Os prefeitos demonstraram preocupação com o avanço de propostas do piso dos profissionais de enfermagem, na Câmara e no Senado. Segundo eles o projeto não esclarece de onde sairão os recursos necessários para arcar com as despesas que devem trazer impactos de R$ 9,4 bilhões para as prefeituras.
Os municipalistas decidiram concentrar esforços para incluir na Proposta de Emenda à Constituição (PEC) 11/2022 que a União transfira aos Municípios o valor nominal do piso, a exemplo do que já acontece com os pisos dos agentes comunitários de saúde e de combate às endemias.
Na última quarta-feira, 4 de maio, a Câmara dos Deputados aprovou o Projeto de Lei (PL) 2564/2020, que institui o piso salarial nacional de enfermeiros, técnicos e auxiliares de enfermagem e de parteiras. No entanto, com o objetivo de sanar a inconstitucionalidade da proposta aprovada na Câmara, a senadora Eliziane Gama (Cidadania-MA) apresentou a PEC 11/2022.

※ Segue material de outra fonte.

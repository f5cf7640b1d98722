//! Error types for ID parsing and validation.

use thiserror::Error;

/// Errors that can occur when parsing or validating IDs.
#[derive(Debug, Error, Clone, PartialEq, Eq)]
pub enum IdError {
    /// The ID string is empty.
    #[error("ID cannot be empty")]
    Empty,

    /// The ID has an invalid prefix.
    #[error("invalid ID prefix: expected '{expected}', got '{actual}'")]
    InvalidPrefix {
        expected: &'static str,
        actual: String,
    },

    /// The ID is missing the underscore separator.
    #[error("ID missing underscore separator")]
    MissingSeparator,

    /// The ULID portion of the ID is invalid.
    #[error("invalid ULID: {0}")]
    InvalidUlid(String),

    /// A framework-chosen name contains characters outside the allowed set.
    #[error("invalid ID name {name:?}: {message}")]
    InvalidName { name: String, message: String },
}

impl IdError {
    /// Returns true if this error indicates the input was empty.
    pub fn is_empty(&self) -> bool {
        matches!(self, IdError::Empty)
    }

    /// Returns true if this error indicates a prefix mismatch.
    pub fn is_prefix_error(&self) -> bool {
        matches!(self, IdError::InvalidPrefix { .. })
    }
}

O texto determina que lei federal instituirá pisos salariais nacionais para essas categorias. Os prefeitos, segundo eles, não seriam contra o piso, que é uma categoria importante dentro das prefeituras, mas querem saber de onde vai sair o dinheiro para pagar.
Os presidentes de entidades municipalistas estaduais e microrregionais, para que entrem em contato com os senadores de suas respectivas bancadas e pressionar os congressistas na inserção no texto da PEC dispositivo que estabelece a transferência do valor do piso para os Municípios.